Comparison of observations from natural hematite-coated faults with laboratory deformation experiments will document how hematite deforms to understand what governs where and why slow slip occurs. Data will be integrated into a new educational program, the Providence (Utah) to Providence (Rhode Island) Partnership, that will connect rural and urban students in different parts of the country and impact more than 450 elementary and middle school students.

Research and broader impact activities will provide mentoring and role modeling opportunities for middle school through faculty levels, critical for expanding and diversifying the sciences through each stage of education and training.

Hematite is a common mineral on fault surfaces and its textures and thermochronometry data patterns can characterize a range of fault behavior. This project tests the hypothesis that hematite on fault surfaces promotes shallow slow slip by comparing data from hematite-coated slip surfaces in upper crustal, bedrock fault damage zones from Mecca Hills, with results from deformation experiments at sub-seismic slip rates on both hematite gouge and natural fault surfaces.

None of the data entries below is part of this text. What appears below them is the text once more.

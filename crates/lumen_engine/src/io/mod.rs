//! Binary stream used by every persisted engine format
//!
//! All values are little-endian. Strings and byte blobs are prefixed with
//! their length as `u32`. Field order is owned by the caller; readers must
//! consume fields in exactly the order they were written.

use std::io::{Read, Write};

use thiserror::Error;

use crate::foundation::math::{Mat4, Quat, Quaternion, Vec2, Vec3, Vec4};
use crate::rendering::Vertex;

/// Stream errors
#[derive(Error, Debug)]
pub enum StreamError {
    /// Underlying reader/writer failed (includes unexpected end of stream)
    #[error("IO error: {0}")]
    Io(#[from] std::io::Error),
    /// A string was not valid UTF-8
    #[error("Invalid UTF-8 string in stream")]
    InvalidUtf8(#[from] std::string::FromUtf8Error),
    /// Structurally invalid data
    #[error("Invalid data: {0}")]
    InvalidData(String),
}

/// Writes engine values to any [`Write`]
pub struct BinaryWriter<'a> {
    inner: &'a mut dyn Write,
}

impl<'a> BinaryWriter<'a> {
    /// Wrap a writer
    pub fn new(inner: &'a mut dyn Write) -> Self {
        Self { inner }
    }

    /// Write a bool as one byte
    pub fn write_bool(&mut self, value: bool) -> Result<(), StreamError> {
        self.inner.write_all(&[u8::from(value)])?;
        Ok(())
    }

    /// Write a `u32`
    pub fn write_u32(&mut self, value: u32) -> Result<(), StreamError> {
        self.inner.write_all(&value.to_le_bytes())?;
        Ok(())
    }

    /// Write an `i32`
    pub fn write_i32(&mut self, value: i32) -> Result<(), StreamError> {
        self.inner.write_all(&value.to_le_bytes())?;
        Ok(())
    }

    /// Write a `u64`
    pub fn write_u64(&mut self, value: u64) -> Result<(), StreamError> {
        self.inner.write_all(&value.to_le_bytes())?;
        Ok(())
    }

    /// Write an `f32`
    pub fn write_f32(&mut self, value: f32) -> Result<(), StreamError> {
        self.inner.write_all(&value.to_le_bytes())?;
        Ok(())
    }

    /// Write a collection length
    pub fn write_len(&mut self, len: usize) -> Result<(), StreamError> {
        let len = u32::try_from(len)
            .map_err(|_| StreamError::InvalidData(format!("length {len} exceeds u32")))?;
        self.write_u32(len)
    }

    /// Write a length-prefixed UTF-8 string
    pub fn write_str(&mut self, value: &str) -> Result<(), StreamError> {
        self.write_bytes(value.as_bytes())
    }

    /// Write a length-prefixed byte blob
    pub fn write_bytes(&mut self, value: &[u8]) -> Result<(), StreamError> {
        self.write_len(value.len())?;
        self.inner.write_all(value)?;
        Ok(())
    }

    /// Write a length-prefixed list of `u32`
    pub fn write_u32_slice(&mut self, values: &[u32]) -> Result<(), StreamError> {
        self.write_len(values.len())?;
        for value in values {
            self.write_u32(*value)?;
        }
        Ok(())
    }

    /// Write a 2D vector
    pub fn write_vec2(&mut self, value: &Vec2) -> Result<(), StreamError> {
        value.iter().try_for_each(|c| self.write_f32(*c))
    }

    /// Write a 3D vector
    pub fn write_vec3(&mut self, value: &Vec3) -> Result<(), StreamError> {
        value.iter().try_for_each(|c| self.write_f32(*c))
    }

    /// Write a 4D vector
    pub fn write_vec4(&mut self, value: &Vec4) -> Result<(), StreamError> {
        value.iter().try_for_each(|c| self.write_f32(*c))
    }

    /// Write a rotation as (i, j, k, w)
    pub fn write_quat(&mut self, value: &Quat) -> Result<(), StreamError> {
        value.coords.iter().try_for_each(|c| self.write_f32(*c))
    }

    /// Write a matrix in column-major order
    pub fn write_mat4(&mut self, value: &Mat4) -> Result<(), StreamError> {
        value.iter().try_for_each(|c| self.write_f32(*c))
    }

    /// Write a length-prefixed vertex list as raw bytes
    pub fn write_vertices(&mut self, vertices: &[Vertex]) -> Result<(), StreamError> {
        self.write_len(vertices.len())?;
        self.inner.write_all(bytemuck::cast_slice(vertices))?;
        Ok(())
    }
}

/// Reads engine values from any [`Read`]
pub struct BinaryReader<'a> {
    inner: &'a mut dyn Read,
}

impl<'a> BinaryReader<'a> {
    /// Wrap a reader
    pub fn new(inner: &'a mut dyn Read) -> Self {
        Self { inner }
    }

    fn read_array<const N: usize>(&mut self) -> Result<[u8; N], StreamError> {
        let mut buffer = [0u8; N];
        self.inner.read_exact(&mut buffer)?;
        Ok(buffer)
    }

    /// Read a bool
    pub fn read_bool(&mut self) -> Result<bool, StreamError> {
        match self.read_array::<1>()?[0] {
            0 => Ok(false),
            1 => Ok(true),
            other => Err(StreamError::InvalidData(format!("invalid bool byte {other}"))),
        }
    }

    /// Read a `u32`
    pub fn read_u32(&mut self) -> Result<u32, StreamError> {
        Ok(u32::from_le_bytes(self.read_array()?))
    }

    /// Read an `i32`
    pub fn read_i32(&mut self) -> Result<i32, StreamError> {
        Ok(i32::from_le_bytes(self.read_array()?))
    }

    /// Read a `u64`
    pub fn read_u64(&mut self) -> Result<u64, StreamError> {
        Ok(u64::from_le_bytes(self.read_array()?))
    }

    /// Read an `f32`
    pub fn read_f32(&mut self) -> Result<f32, StreamError> {
        Ok(f32::from_le_bytes(self.read_array()?))
    }

    /// Read a collection length
    pub fn read_len(&mut self) -> Result<usize, StreamError> {
        Ok(self.read_u32()? as usize)
    }

    /// Read a length-prefixed UTF-8 string
    pub fn read_string(&mut self) -> Result<String, StreamError> {
        Ok(String::from_utf8(self.read_bytes()?)?)
    }

    /// Read a length-prefixed byte blob
    pub fn read_bytes(&mut self) -> Result<Vec<u8>, StreamError> {
        let len = self.read_len()?;
        let mut bytes = Vec::new();
        (&mut *self.inner).take(len as u64).read_to_end(&mut bytes)?;
        if bytes.len() != len {
            return Err(StreamError::InvalidData(format!(
                "expected {len} bytes, stream ended after {}",
                bytes.len()
            )));
        }
        Ok(bytes)
    }

    /// Read a length-prefixed list of `u32`
    pub fn read_u32_vec(&mut self) -> Result<Vec<u32>, StreamError> {
        let len = self.read_len()?;
        (0..len).map(|_| self.read_u32()).collect()
    }

    /// Read a 2D vector
    pub fn read_vec2(&mut self) -> Result<Vec2, StreamError> {
        Ok(Vec2::new(self.read_f32()?, self.read_f32()?))
    }

    /// Read a 3D vector
    pub fn read_vec3(&mut self) -> Result<Vec3, StreamError> {
        Ok(Vec3::new(self.read_f32()?, self.read_f32()?, self.read_f32()?))
    }

    /// Read a 4D vector
    pub fn read_vec4(&mut self) -> Result<Vec4, StreamError> {
        Ok(Vec4::new(
            self.read_f32()?,
            self.read_f32()?,
            self.read_f32()?,
            self.read_f32()?,
        ))
    }

    /// Read a rotation written by [`BinaryWriter::write_quat`]
    pub fn read_quat(&mut self) -> Result<Quat, StreamError> {
        let coords = self.read_vec4()?;
        Ok(Quat::new_normalize(Quaternion::from(coords)))
    }

    /// Read a column-major matrix
    pub fn read_mat4(&mut self) -> Result<Mat4, StreamError> {
        let mut values = [0.0f32; 16];
        for value in &mut values {
            *value = self.read_f32()?;
        }
        Ok(Mat4::from_column_slice(&values))
    }

    /// Read a length-prefixed vertex list
    pub fn read_vertices(&mut self) -> Result<Vec<Vertex>, StreamError> {
        let count = self.read_len()?;
        let byte_len = count
            .checked_mul(std::mem::size_of::<Vertex>())
            .ok_or_else(|| StreamError::InvalidData(format!("vertex count {count} overflows")))?;
        let mut bytes = Vec::new();
        (&mut *self.inner).take(byte_len as u64).read_to_end(&mut bytes)?;
        if bytes.len() != byte_len {
            return Err(StreamError::InvalidData("vertex data truncated".to_string()));
        }
        Ok(bytemuck::pod_collect_to_vec(&bytes))
    }
}

#[cfg(test)]
mod tests {
    use super::*;
    use approx::assert_relative_eq;

    #[test]
    fn test_mixed_values_read_back_in_order() {
        let mut buffer = Vec::new();
        {
            let mut writer = BinaryWriter::new(&mut buffer);
            writer.write_bool(true).unwrap();
            writer.write_u32(7).unwrap();
            writer.write_str("lumen").unwrap();
            writer.write_f32(0.25).unwrap();
            writer.write_u64(u64::MAX).unwrap();
            writer.write_u32_slice(&[1, 2, 3]).unwrap();
        }

        let mut cursor = std::io::Cursor::new(buffer);
        let mut reader = BinaryReader::new(&mut cursor);
        assert!(reader.read_bool().unwrap());
        assert_eq!(reader.read_u32().unwrap(), 7);
        assert_eq!(reader.read_string().unwrap(), "lumen");
        assert_relative_eq!(reader.read_f32().unwrap(), 0.25);
        assert_eq!(reader.read_u64().unwrap(), u64::MAX);
        assert_eq!(reader.read_u32_vec().unwrap(), vec![1, 2, 3]);
    }

    #[test]
    fn test_vertices_survive_stream() {
        let vertices = vec![
            Vertex {
                position: [1.0, 2.0, 3.0],
                uv: [0.5, 0.5],
                ..Vertex::default()
            };
            3
        ];
        let mut buffer = Vec::new();
        BinaryWriter::new(&mut buffer).write_vertices(&vertices).unwrap();

        let mut cursor = std::io::Cursor::new(buffer);
        let read = BinaryReader::new(&mut cursor).read_vertices().unwrap();
        assert_eq!(read, vertices);
    }

    #[test]
    fn test_truncated_stream_is_an_error() {
        let mut buffer = Vec::new();
        BinaryWriter::new(&mut buffer).write_str("truncated").unwrap();
        buffer.truncate(6);

        let mut cursor = std::io::Cursor::new(buffer);
        assert!(BinaryReader::new(&mut cursor).read_string().is_err());
    }

    #[test]
    fn test_invalid_bool_rejected() {
        let mut cursor = std::io::Cursor::new(vec![2u8]);
        assert!(matches!(
            BinaryReader::new(&mut cursor).read_bool(),
            Err(StreamError::InvalidData(_))
        ));
    }
}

Multi-scale microscopy and spectroscopy of hematite (and comparisons to clay textures), hematite (U-Th)/He analyses, and 4He/3He thermochronometry will be used to investigate rate-dependent friction behavior of hematite, related fault slip temperatures, deformation mechanisms, and spatiotemporal patterns of past shallow fault slip. This research will generate bedrock material property data that are critical for realistic physics-based models integrating shallow slow slip into the seismic cycle.

The Providence to Providence Partnership will connect eighth graders at the Center for Creativity, Innovation, and Discovery in rural Utah, situated in the Intermountain Seismic Belt, with fourth graders in urban Rhode Island, via Zoom teleconferences. Researchers and students will engage in annual virtual and field education modules on faults and earthquakes.

Eighth graders in Utah will teach these concepts to rising Utah eighth graders and fourth graders in RI. This project also provides training and support for graduate and undergraduate researchers, as well as a postdoctoral fellow.

This award reflects NSF's statutory mission and has been deemed worthy of support through evaluation using the Foundation's intellectual merit and broader impacts review criteria.